Delcy Rodríguez, presidente interina da Venezuela, defendeu a resposta do governo aos dois sismos que atingiram o país a 24 de junho. Afirmou que as ações foram imediatas e rejeitou críticas de lentidão e subnotificação do total de mortos.
Acompanhada de luto, Rodríguez recusou acusações de que obras de habitação social contribuíram para o desastre. Alegou que 80% dos edifícios destruídos eram de promoção privada, sem apresentar provas.
Os sismos tiveram magnitude 7,2 e 7,5, devastando edifícios em Caracas e no estado costeiro de La Guaira. Dados de satélite sugerem que a destruição pode ser ainda maior do que o balanço oficial indica.
O balanço oficial apontava 2.295 mortes na quarta-feira, com equipas de resgate a estimarem perto de 2.600 na sexta-feira. Existem milhares de desaparecidos, segundo fontes oficiais e de oposição.
Rodríguez disse que o governo atuou de imediato e acusou a comunicação social de instrumentalizar a tragédia. A conferência decorreu em Caracas, onde a líder usou um laço preto de luto.
A presidente interina agradeceu a ajuda internacional, em especial aos Estados Unidos e a países como o Equador e Israel. Nomeou contactos com o presidente Donald Trump e o secretário de Estado Marco Rubio.
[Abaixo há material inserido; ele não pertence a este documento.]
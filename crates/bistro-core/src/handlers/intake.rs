//! Order intake.
//!
//! Validates a cart submission, reprices every line against the menu,
//! computes the bill and appends the new order to the store.

use crate::engine::event_bus::EventBus;
use crate::pricing::Bill;
use crate::state::{OrderStore, OrderStoreError};
use bistro_menu::MenuService;
use bistro_types::{
	BistroEvent, CartLine, CustomerDetails, Decimal, Order, OrderEvent, OrderLineItem,
	OrderStatus, PlaceOrderRequest,
};
use std::sync::Arc;
use thiserror::Error;
use tracing::instrument;

/// Message returned when the customer or the cart is missing.
pub const INVALID_ORDER_DATA: &str = "Invalid order data";

/// Message returned when the bill does not fit a decimal amount.
pub const ORDER_TOO_LARGE: &str = "Order total is too large";

/// Length of generated order ids.
const ORDER_ID_LEN: usize = 8;

/// Attempts at finding an unused order id before giving up.
const MAX_ID_ATTEMPTS: usize = 8;

/// Errors that can occur while placing an order.
#[derive(Debug, Error)]
pub enum IntakeError {
	#[error("{0}")]
	InvalidInput(String),
	#[error("Storage error: {0}")]
	Storage(String),
}

/// Handler that turns cart submissions into stored orders.
pub struct IntakeHandler {
	menu: Arc<MenuService>,
	store: Arc<OrderStore>,
	event_bus: EventBus,
	gst_rate: Decimal,
}

impl IntakeHandler {
	pub fn new(
		menu: Arc<MenuService>,
		store: Arc<OrderStore>,
		event_bus: EventBus,
		gst_rate: Decimal,
	) -> Self {
		Self {
			menu,
			store,
			event_bus,
			gst_rate,
		}
	}

	/// Places an order.
	///
	/// The customer must carry at least one detail and the cart must hold at
	/// least one line. Lines naming dishes that are not on the menu are
	/// dropped. Prices always come from the menu. Nothing is stored when the
	/// request is rejected.
	#[instrument(skip_all, fields(lines = request.cart.as_ref().map_or(0, Vec::len)))]
	pub async fn place_order(&self, request: PlaceOrderRequest) -> Result<Order, IntakeError> {
		let result = self.try_place_order(request).await;

		match &result {
			Ok(order) => {
				self.event_bus
					.publish(BistroEvent::Order(OrderEvent::Placed {
						order: order.clone(),
					}))
					.ok();
			},
			Err(IntakeError::InvalidInput(reason)) => {
				tracing::debug!(%reason, "Rejected order");
				self.event_bus
					.publish(BistroEvent::Order(OrderEvent::Rejected {
						reason: reason.clone(),
					}))
					.ok();
			},
			Err(e) => tracing::error!(error = %e, "Failed to place order"),
		}

		result
	}

	async fn try_place_order(&self, request: PlaceOrderRequest) -> Result<Order, IntakeError> {
		let (customer, cart) = match (request.customer, request.cart) {
			(Some(customer), Some(cart)) if !customer.is_empty() && !cart.is_empty() => {
				(customer, cart)
			},
			_ => return Err(IntakeError::InvalidInput(INVALID_ORDER_DATA.to_string())),
		};

		let order_items = self.reprice(&cart)?;
		let bill = Bill::for_items(&order_items, self.gst_rate)
			.ok_or_else(|| IntakeError::InvalidInput(ORDER_TOO_LARGE.to_string()))?;
		let timestamp = chrono::Local::now().format("%I:%M %p").to_string();

		let CustomerDetails {
			name, table, phone, ..
		} = customer;
		let mut order = Order {
			id: new_order_id(),
			customer_name: name,
			table_number: table,
			phone,
			order_items,
			subtotal: bill.subtotal,
			gst: bill.gst,
			total: bill.total,
			status: OrderStatus::Pending,
			timestamp,
		};

		for attempt in 1..=MAX_ID_ATTEMPTS {
			match self.store.append(&order).await {
				Ok(()) => {
					tracing::info!(
						order_id = %order.id,
						items = order.order_items.len(),
						total = %order.total,
						"Placed order"
					);
					return Ok(order);
				},
				Err(OrderStoreError::Duplicate(id)) => {
					tracing::debug!(order_id = %id, attempt, "Order id taken, regenerating");
					order.id = new_order_id();
				},
				Err(e) => return Err(IntakeError::Storage(e.to_string())),
			}
		}

		Err(IntakeError::Storage(format!(
			"No free order id after {} attempts",
			MAX_ID_ATTEMPTS
		)))
	}

	/// Matches cart lines to menu items and copies the menu price.
	fn reprice(&self, cart: &[CartLine]) -> Result<Vec<OrderLineItem>, IntakeError> {
		let mut items = Vec::with_capacity(cart.len());

		for line in cart {
			let Some(item) = self.menu.find_by_name(&line.name) else {
				tracing::debug!(name = %line.name, "Dropping cart line not on the menu");
				continue;
			};

			let quantity = line
				.quantity
				.coerce()
				.map_err(|e| IntakeError::InvalidInput(format!("{} for '{}'", e, line.name)))?;
			let quantity = u32::try_from(quantity)
				.ok()
				.filter(|q| *q > 0)
				.ok_or_else(|| {
					IntakeError::InvalidInput(format!(
						"Quantity for '{}' must be a positive integer, got {}",
						line.name, quantity
					))
				})?;

			items.push(OrderLineItem {
				name: item.name.clone(),
				quantity,
				price: item.price,
			});
		}

		Ok(items)
	}
}

/// Short order id taken from a random v4 UUID.
fn new_order_id() -> String {
	let mut id = uuid::Uuid::new_v4().simple().to_string();
	id.truncate(ORDER_ID_LEN);
	id
}

#[cfg(test)]
mod tests {
	use super::*;
	use bistro_menu::implementations::static_menu::StaticMenu;
	use bistro_storage::{implementations::memory::MemoryStorage, StorageService};
	use bistro_types::{MenuItem, Quantity};
	use serde_json::json;

	struct Fixture {
		handler: IntakeHandler,
		store: Arc<OrderStore>,
		event_bus: EventBus,
	}

	fn fixture() -> Fixture {
		fixture_with_menu(StaticMenu::default())
	}

	fn fixture_with_menu(menu: StaticMenu) -> Fixture {
		let storage = Arc::new(StorageService::new(Box::new(MemoryStorage::new())));
		let store = Arc::new(OrderStore::new(storage));
		let menu = Arc::new(MenuService::single("static", Box::new(menu)));
		let event_bus = EventBus::default();
		let handler = IntakeHandler::new(
			menu,
			store.clone(),
			event_bus.clone(),
			Decimal::new(5, 2),
		);
		Fixture {
			handler,
			store,
			event_bus,
		}
	}

	fn customer() -> CustomerDetails {
		CustomerDetails {
			name: Some("Asha".to_string()),
			table: Some("7".to_string()),
			phone: Some("9876543210".to_string()),
			..Default::default()
		}
	}

	fn line(name: &str, quantity: serde_json::Value) -> CartLine {
		CartLine {
			name: name.to_string(),
			quantity: Quantity(quantity),
		}
	}

	fn request(cart: Vec<CartLine>) -> PlaceOrderRequest {
		PlaceOrderRequest {
			customer: Some(customer()),
			cart: Some(cart),
		}
	}

	#[tokio::test]
	async fn test_two_dosas() {
		let f = fixture();
		let order = f
			.handler
			.place_order(request(vec![line("Dosa", json!(2))]))
			.await
			.unwrap();

		assert_eq!(order.id.len(), 8);
		assert!(order.id.chars().all(|c| c.is_ascii_hexdigit()));
		assert_eq!(order.subtotal, Decimal::from(140));
		assert_eq!(order.gst, Decimal::new(700, 2));
		assert_eq!(order.total, Decimal::new(14700, 2));
		assert_eq!(order.status, OrderStatus::Pending);
		assert_eq!(order.customer_name.as_deref(), Some("Asha"));
		assert_eq!(order.table_number.as_deref(), Some("7"));
		assert_eq!(order.timestamp.len(), 8);
		assert!(order.timestamp.ends_with("AM") || order.timestamp.ends_with("PM"));

		assert_eq!(f.store.get(&order.id).await.unwrap(), order);
	}

	#[tokio::test]
	async fn test_unknown_items_dropped() {
		let f = fixture();
		let order = f
			.handler
			.place_order(request(vec![
				line("Idli", json!(1)),
				line("Unknown", json!(5)),
			]))
			.await
			.unwrap();

		assert_eq!(order.order_items.len(), 1);
		assert_eq!(order.order_items[0].name, "Idli");
		assert_eq!(order.subtotal, Decimal::from(40));
	}

	#[tokio::test]
	async fn test_only_unknown_items_gives_empty_order() {
		let f = fixture();
		let order = f
			.handler
			.place_order(request(vec![line("Pizza", json!("lots"))]))
			.await
			.unwrap();

		assert!(order.order_items.is_empty());
		assert_eq!(order.total, Decimal::ZERO);
		assert_eq!(f.store.len().await, 1);
	}

	#[tokio::test]
	async fn test_prices_come_from_menu() {
		let f = fixture();
		let order = f
			.handler
			.place_order(request(vec![
				line("Paneer Butter Masala", json!("2")),
				line("Butter Naan", json!(3.7)),
			]))
			.await
			.unwrap();

		assert_eq!(order.order_items[0].price, Decimal::from(160));
		assert_eq!(order.order_items[0].quantity, 2);
		assert_eq!(order.order_items[1].quantity, 3);
		assert_eq!(order.subtotal, Decimal::from(410));
	}

	#[tokio::test]
	async fn test_missing_customer_rejected() {
		let f = fixture();
		let result = f
			.handler
			.place_order(PlaceOrderRequest {
				customer: None,
				cart: Some(vec![line("Idli", json!(1))]),
			})
			.await;

		assert!(matches!(result, Err(IntakeError::InvalidInput(msg)) if msg == INVALID_ORDER_DATA));
		assert!(f.store.is_empty().await);
	}

	#[tokio::test]
	async fn test_empty_customer_rejected() {
		let f = fixture();
		let result = f
			.handler
			.place_order(PlaceOrderRequest {
				customer: Some(CustomerDetails::default()),
				cart: Some(vec![line("Idli", json!(1))]),
			})
			.await;

		assert!(matches!(result, Err(IntakeError::InvalidInput(_))));
		assert!(f.store.is_empty().await);
	}

	#[tokio::test]
	async fn test_empty_cart_rejected() {
		let f = fixture();
		let mut events = f.event_bus.subscribe();

		let result = f.handler.place_order(request(vec![])).await;

		assert!(matches!(result, Err(IntakeError::InvalidInput(_))));
		assert!(f.store.is_empty().await);
		assert!(matches!(
			events.recv().await.unwrap(),
			BistroEvent::Order(OrderEvent::Rejected { .. })
		));
	}

	#[tokio::test]
	async fn test_bad_quantity_rejected() {
		let f = fixture();

		for quantity in [json!("two"), json!(0), json!(-3), json!(null)] {
			let result = f
				.handler
				.place_order(request(vec![line("Dosa", quantity.clone())]))
				.await;
			assert!(
				matches!(result, Err(IntakeError::InvalidInput(ref msg)) if msg.contains("Dosa")),
				"quantity {} gave {:?}",
				quantity,
				result
			);
		}

		assert!(f.store.is_empty().await);
	}

	#[tokio::test]
	async fn test_placed_event_published() {
		let f = fixture();
		let mut events = f.event_bus.subscribe();

		let order = f
			.handler
			.place_order(request(vec![line("Veg Biryani", json!(1))]))
			.await
			.unwrap();

		match events.recv().await.unwrap() {
			BistroEvent::Order(OrderEvent::Placed { order: published }) => {
				assert_eq!(published, order)
			},
			other => panic!("unexpected event {:?}", other),
		}
	}

	#[tokio::test]
	async fn test_orders_listed_in_submission_order() {
		let f = fixture();
		let mut ids = Vec::new();
		for name in ["Idli", "Dosa", "Butter Naan"] {
			let order = f
				.handler
				.place_order(request(vec![line(name, json!(1))]))
				.await
				.unwrap();
			ids.push(order.id);
		}

		let listed: Vec<_> = f
			.store
			.list()
			.await
			.unwrap()
			.into_iter()
			.map(|o| o.id)
			.collect();
		assert_eq!(listed, ids);
	}

	#[tokio::test]
	async fn test_unknown_item_without_quantity_dropped() {
		let f = fixture();
		let request: PlaceOrderRequest = serde_json::from_value(json!({
			"customer": {"name": "A"},
			"cart": [{"name": "Idli", "quantity": 1}, {"name": "Pizza"}],
		}))
		.unwrap();

		let order = f.handler.place_order(request).await.unwrap();

		assert_eq!(order.order_items.len(), 1);
		assert_eq!(order.order_items[0].name, "Idli");
		assert_eq!(order.total, Decimal::from(42));
	}

	#[tokio::test]
	async fn test_overflowing_total_rejected() {
		let gold = MenuItem {
			id: 1,
			name: "Gold".to_string(),
			price: Decimal::from_i128_with_scale(10_i128.pow(20), 0),
		};
		let f = fixture_with_menu(StaticMenu::new(vec![gold]).unwrap());

		let result = f
			.handler
			.place_order(request(vec![line("Gold", json!(4_000_000_000_u32))]))
			.await;

		assert!(matches!(result, Err(IntakeError::InvalidInput(msg)) if msg == ORDER_TOO_LARGE));
		assert!(f.store.is_empty().await);
	}

	#[tokio::test]
	async fn test_customer_with_only_unknown_details_accepted() {
		let f = fixture();
		let request: PlaceOrderRequest = serde_json::from_value(json!({
			"customer": {"email": "a@example.com"},
			"cart": [{"name": "Dosa", "quantity": 1}],
		}))
		.unwrap();

		let order = f.handler.place_order(request).await.unwrap();

		assert!(order.customer_name.is_none());
		assert_eq!(f.store.len().await, 1);
	}
}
Na sexta-feira, o nono dia de operações, as buscas aproximavam-se do fim. Equipes de 27 países enfrentaram calor intenso e probabilidades decrescentes após as primeiras 72 horas.
Um resgate marcante ocorreu na quinta-feira: Hernán Alberto Gil Flores, de 43 anos, foi salvo após oito dias sob a bolsa de ar de um centro comercial desabado em Catia La Mar.
Subsequentes buscas com cães e sensores não revelaram mais sinais de vida, levando as equipes internacionais a concluírem as operações de salvamento. O foco passou para a recuperação de corpos.
As dificuldades de identificação persistem. Técnicos forenses indicam que muitos corpos estão irreconhecíveis, levando famílias a usar tatuagens ou roupas para identificar vítimas.
A lotação de covas é uma preocupação. Em La Guaira, mais de 200 corpos foram armazenados num parque de estacionamento, antes de serem transferidos para uma morgue improvisada no porto.
As autoridades alertam que a recolha de vítimas pode demorar meses. O uso de valas comuns é considerado uma possibilidade em virtude da dimensão do desastre.
Os custos funerários privados têm sido elevados, até 450 dólares por serviço. Algumas câmaras municipais disponibilizam jazigos gratuitos, enquanto outras famílias recorrem a métodos até à cremação.